Collection entries

━━━

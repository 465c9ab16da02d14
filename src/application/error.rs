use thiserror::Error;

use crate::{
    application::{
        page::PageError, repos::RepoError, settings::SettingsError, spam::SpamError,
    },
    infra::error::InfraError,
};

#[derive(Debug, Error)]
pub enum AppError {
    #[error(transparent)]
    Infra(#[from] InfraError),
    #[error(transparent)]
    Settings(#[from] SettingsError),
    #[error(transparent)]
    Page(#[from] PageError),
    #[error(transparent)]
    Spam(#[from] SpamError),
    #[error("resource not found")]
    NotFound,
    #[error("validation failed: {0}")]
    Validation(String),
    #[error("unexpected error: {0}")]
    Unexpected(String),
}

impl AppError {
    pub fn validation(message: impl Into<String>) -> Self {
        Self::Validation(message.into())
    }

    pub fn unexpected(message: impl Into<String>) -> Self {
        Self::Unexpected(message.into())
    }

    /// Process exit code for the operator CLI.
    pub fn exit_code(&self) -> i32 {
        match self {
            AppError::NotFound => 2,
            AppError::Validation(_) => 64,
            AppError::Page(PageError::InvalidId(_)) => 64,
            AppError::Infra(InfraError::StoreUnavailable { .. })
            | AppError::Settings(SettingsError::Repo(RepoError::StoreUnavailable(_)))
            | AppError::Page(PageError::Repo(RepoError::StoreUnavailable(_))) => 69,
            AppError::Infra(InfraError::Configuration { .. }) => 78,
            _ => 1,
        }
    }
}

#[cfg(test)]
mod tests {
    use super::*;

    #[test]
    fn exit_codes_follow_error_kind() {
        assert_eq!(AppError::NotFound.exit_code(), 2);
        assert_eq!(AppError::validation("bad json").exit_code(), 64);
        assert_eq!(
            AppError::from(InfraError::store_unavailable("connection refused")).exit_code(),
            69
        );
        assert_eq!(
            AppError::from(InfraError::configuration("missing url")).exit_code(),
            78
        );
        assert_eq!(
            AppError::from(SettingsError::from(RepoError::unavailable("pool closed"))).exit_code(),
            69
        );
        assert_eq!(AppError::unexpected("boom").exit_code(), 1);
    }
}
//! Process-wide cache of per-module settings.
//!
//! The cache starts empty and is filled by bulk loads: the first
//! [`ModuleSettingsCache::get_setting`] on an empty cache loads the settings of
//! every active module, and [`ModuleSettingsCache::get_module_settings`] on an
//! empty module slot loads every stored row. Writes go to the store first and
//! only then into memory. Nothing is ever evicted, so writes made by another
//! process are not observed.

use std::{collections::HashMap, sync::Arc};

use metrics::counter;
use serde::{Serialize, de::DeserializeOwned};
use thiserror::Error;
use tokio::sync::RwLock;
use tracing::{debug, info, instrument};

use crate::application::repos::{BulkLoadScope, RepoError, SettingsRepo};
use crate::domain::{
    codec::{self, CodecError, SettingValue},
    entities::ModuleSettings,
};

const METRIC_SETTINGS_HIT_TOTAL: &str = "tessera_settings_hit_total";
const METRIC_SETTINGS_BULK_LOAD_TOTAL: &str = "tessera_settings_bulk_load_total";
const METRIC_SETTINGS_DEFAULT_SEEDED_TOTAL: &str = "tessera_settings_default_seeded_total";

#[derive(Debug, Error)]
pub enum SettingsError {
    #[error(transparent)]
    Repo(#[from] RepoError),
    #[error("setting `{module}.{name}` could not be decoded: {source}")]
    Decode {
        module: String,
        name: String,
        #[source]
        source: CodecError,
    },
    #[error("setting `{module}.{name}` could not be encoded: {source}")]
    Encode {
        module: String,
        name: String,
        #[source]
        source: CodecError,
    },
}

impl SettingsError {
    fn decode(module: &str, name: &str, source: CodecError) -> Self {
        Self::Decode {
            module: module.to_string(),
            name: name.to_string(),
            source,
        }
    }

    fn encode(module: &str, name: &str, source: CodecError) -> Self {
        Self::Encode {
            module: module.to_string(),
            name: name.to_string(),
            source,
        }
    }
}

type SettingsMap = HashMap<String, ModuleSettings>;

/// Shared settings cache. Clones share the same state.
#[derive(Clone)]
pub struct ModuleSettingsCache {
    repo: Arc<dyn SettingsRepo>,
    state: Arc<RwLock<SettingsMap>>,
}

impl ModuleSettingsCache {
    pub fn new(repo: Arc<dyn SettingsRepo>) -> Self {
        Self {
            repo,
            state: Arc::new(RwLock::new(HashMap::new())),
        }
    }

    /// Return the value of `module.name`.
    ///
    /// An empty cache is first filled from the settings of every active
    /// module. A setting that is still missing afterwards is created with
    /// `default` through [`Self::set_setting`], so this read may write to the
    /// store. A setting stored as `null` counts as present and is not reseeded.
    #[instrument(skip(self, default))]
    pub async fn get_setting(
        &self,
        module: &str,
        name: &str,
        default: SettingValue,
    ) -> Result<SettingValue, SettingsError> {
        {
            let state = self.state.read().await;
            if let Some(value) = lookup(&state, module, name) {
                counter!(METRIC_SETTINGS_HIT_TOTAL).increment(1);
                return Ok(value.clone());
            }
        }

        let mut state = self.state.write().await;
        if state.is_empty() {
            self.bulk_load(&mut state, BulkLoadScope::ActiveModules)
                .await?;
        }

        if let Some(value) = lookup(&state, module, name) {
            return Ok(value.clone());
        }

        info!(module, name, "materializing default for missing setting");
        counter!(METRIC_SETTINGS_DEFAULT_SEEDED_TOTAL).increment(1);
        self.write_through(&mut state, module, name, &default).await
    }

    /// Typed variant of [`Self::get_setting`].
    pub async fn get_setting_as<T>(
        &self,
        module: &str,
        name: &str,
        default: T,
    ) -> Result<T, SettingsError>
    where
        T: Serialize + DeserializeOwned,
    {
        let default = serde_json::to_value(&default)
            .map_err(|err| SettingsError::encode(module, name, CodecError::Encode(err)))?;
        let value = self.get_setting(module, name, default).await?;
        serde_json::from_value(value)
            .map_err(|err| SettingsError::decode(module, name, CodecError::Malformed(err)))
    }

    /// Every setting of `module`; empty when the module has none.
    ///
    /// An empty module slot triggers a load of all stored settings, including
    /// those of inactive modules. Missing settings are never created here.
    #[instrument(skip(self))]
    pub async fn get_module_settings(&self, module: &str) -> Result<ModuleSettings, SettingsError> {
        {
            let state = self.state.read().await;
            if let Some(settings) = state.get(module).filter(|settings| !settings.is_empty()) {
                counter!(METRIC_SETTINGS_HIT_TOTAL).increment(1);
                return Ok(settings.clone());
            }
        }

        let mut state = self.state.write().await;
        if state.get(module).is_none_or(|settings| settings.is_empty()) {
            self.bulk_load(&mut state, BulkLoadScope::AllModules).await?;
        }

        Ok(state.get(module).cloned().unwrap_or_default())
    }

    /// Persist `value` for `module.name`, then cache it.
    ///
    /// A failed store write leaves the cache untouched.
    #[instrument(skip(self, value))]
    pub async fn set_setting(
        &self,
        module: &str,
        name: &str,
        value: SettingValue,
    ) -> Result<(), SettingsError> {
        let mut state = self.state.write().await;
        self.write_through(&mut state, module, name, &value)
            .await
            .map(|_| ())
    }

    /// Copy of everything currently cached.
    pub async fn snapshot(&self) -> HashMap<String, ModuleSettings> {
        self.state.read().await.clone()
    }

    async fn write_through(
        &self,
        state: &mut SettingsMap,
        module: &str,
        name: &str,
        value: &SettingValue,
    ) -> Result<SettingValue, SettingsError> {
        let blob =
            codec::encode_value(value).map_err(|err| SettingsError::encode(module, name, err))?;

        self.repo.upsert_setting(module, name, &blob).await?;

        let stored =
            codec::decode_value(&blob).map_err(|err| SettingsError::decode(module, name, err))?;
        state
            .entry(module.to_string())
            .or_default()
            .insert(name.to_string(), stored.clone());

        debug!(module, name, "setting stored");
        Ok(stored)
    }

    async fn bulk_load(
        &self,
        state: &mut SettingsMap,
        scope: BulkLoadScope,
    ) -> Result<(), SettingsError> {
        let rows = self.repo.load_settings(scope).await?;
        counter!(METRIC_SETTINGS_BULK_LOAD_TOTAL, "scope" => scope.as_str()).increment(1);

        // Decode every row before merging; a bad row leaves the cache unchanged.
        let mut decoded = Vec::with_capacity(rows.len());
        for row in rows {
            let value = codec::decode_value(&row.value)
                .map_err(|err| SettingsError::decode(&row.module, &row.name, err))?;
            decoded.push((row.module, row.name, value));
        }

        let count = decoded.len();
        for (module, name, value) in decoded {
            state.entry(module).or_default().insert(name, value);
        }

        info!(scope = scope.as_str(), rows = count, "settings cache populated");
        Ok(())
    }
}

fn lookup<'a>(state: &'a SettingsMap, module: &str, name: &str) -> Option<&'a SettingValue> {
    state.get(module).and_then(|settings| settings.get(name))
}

━━━

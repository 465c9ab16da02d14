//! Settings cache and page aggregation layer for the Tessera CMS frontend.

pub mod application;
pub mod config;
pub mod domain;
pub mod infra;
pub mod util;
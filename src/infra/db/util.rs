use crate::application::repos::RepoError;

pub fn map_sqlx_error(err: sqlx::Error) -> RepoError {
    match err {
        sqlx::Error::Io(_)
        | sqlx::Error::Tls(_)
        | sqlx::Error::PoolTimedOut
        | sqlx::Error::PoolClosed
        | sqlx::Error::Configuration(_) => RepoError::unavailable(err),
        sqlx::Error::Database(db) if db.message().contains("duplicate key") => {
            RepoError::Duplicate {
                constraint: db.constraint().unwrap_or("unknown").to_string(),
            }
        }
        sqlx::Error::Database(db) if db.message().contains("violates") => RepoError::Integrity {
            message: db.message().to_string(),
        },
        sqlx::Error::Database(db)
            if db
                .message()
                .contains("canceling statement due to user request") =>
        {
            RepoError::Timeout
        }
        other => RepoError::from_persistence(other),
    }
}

━━━

**Activity:** From the data above, copy each line where the string "util" appears.

**Your solution:**
pub mod util;
filename src/infra/db/util.rs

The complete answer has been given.